The market for this kind of survey is not yet mature, and clients have been slow to adopt this approach. Although significant inroads have been made since the inception of Spatial Geomatics some two years ago, much has to be done to educate the architects, owners, and engineers that a foundation of accurate 3D data is an investment in most complicated projects of commercial adaptive reuse—especially when there are issues of time, safety, or complexity. But we are optimistic of change, especially where there are more and more statutory requirements for more effective stewardship and long-term maintenance, all of which would benefit from an upfront investment in accurate as-built data.

In addition to the construction market—in adaptive reuse—Spatial Geomatics is actively pursuing our local industry, The Movies—especially visual effects—where the need and understanding of 3D mesh data are definitely growing and becoming the norm. The technology can be used for scanning movie sets, planning match moves, scouting a location, or taking the whole of a city environment and moving it in a virtual world to a new location. In a computer-generated imagery (CGI) world, there will definitely be a growth in this industry—the new challenge is integrating the rigors of working in the construction industry to the SWAT team approach of the movie community.

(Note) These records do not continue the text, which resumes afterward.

//! Drawing surface contract.
//!
//! The engine never talks to a graphics API directly. Every frame is
//! expressed as a handful of calls on a [`Surface`]: the browser bridge
//! maps them onto `CanvasRenderingContext2d`, tests record them into a
//! [`CommandBuffer`](super::commands::CommandBuffer).

use glam::Vec2;
use crate::components::color::Color;

/// Axis-aligned rectangle in surface coordinates.
#[derive(Debug, Clone, Copy, PartialEq, Default)]
pub struct Rect {
    pub x: f32,
    pub y: f32,
    pub width: f32,
    pub height: f32,
}

impl Rect {
    pub const fn new(x: f32, y: f32, width: f32, height: f32) -> Self {
        Self { x, y, width, height }
    }

    /// Rectangle anchored at the origin.
    pub const fn from_size(width: f32, height: f32) -> Self {
        Self { x: 0.0, y: 0.0, width, height }
    }
}

/// A single gradient stop. `offset` is in 0.0 - 1.0.
#[derive(Debug, Clone, Copy, PartialEq)]
pub struct ColorStop {
    pub offset: f32,
    pub color: Color,
}

/// Two-circle radial gradient, same model as Canvas2D `createRadialGradient`.
#[derive(Debug, Clone, PartialEq)]
pub struct RadialGradient {
    pub start: Vec2,
    pub start_radius: f32,
    pub end: Vec2,
    pub end_radius: f32,
    /// Stops in the order they were added.
    pub stops: Vec<ColorStop>,
}

impl RadialGradient {
    pub fn new(start: Vec2, start_radius: f32, end: Vec2, end_radius: f32) -> Self {
        Self {
            start,
            start_radius,
            end,
            end_radius,
            stops: Vec::with_capacity(3),
        }
    }

    pub fn with_stop(mut self, offset: f32, color: Color) -> Self {
        self.stops.push(ColorStop { offset, color });
        self
    }
}

/// Fill style for shapes.
#[derive(Debug, Clone, PartialEq)]
pub enum Paint {
    Solid(Color),
    Radial(RadialGradient),
}

/// Anything that can be drawn as a background image.
pub trait ImageSource {
    /// Intrinsic (width, height) in pixels.
    fn dimensions(&self) -> (f32, f32);
}

/// Fixed-size 2D raster target.
pub trait Surface {
    /// Decoded image handle accepted by [`Surface::draw_image`].
    type Image: ImageSource;

    /// Surface (width, height) in surface units.
    fn size(&self) -> (f32, f32);

    /// Clear a rectangle to transparent.
    fn clear_rect(&mut self, rect: Rect);

    /// Fill a full circle: begin path, arc 0..2π, fill, close path.
    /// Negative radii are passed through; implementations decide how to
    /// treat them (Canvas2D rejects them, which draws nothing).
    fn fill_circle(&mut self, center: Vec2, radius: f32, paint: &Paint);

    /// Draw an image scaled into `dest`.
    fn draw_image(&mut self, image: &Self::Image, dest: Rect);

    /// Clear the whole surface.
    fn clear(&mut self) {
        let (w, h) = self.size();
        self.clear_rect(Rect::from_size(w, h));
    }
}

#[cfg(test)]
mod tests {
    use super::*;

    #[test]
    fn gradient_keeps_stop_order() {
        let g = RadialGradient::new(Vec2::ZERO, 0.0, Vec2::ONE, 10.0)
            .with_stop(0.0, Color::WHITE)
            .with_stop(0.3, Color::hsl(10.0, 70.0, 50.0))
            .with_stop(1.0, Color::BLACK);
        let offsets: Vec<f32> = g.stops.iter().map(|s| s.offset).collect();
        assert_eq!(offsets, vec![0.0, 0.3, 1.0]);
    }
}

Of course, there is a variety of uses for the data beyond construction. One of our last projects was to map the world famous footprints and handprints of the Mann's Chinese Theatre on Hollywood Boulevard, where the 3D data are being used to carry out important renovations to the site and help manage future activities. When the marketing staff saw the data, they were blown away and are now actively looking to see how they can use the data for their website and marketing materials. The 3D data can be used for marketing, education, information, and presentations.


Thanks to Sapphos Environmental, Inc. and the County of Los Angeles for the use of the data and their innovative approach to the use of 3D data for management.

About the Author

Christopher Gray is the Historic Building Preservation Specialist with Mollenhauer Group of Los Angeles. His 20-year career combines extensive experience in England and the U.S. with knowledge of the state-of-the-art technology of 3D laser scanning.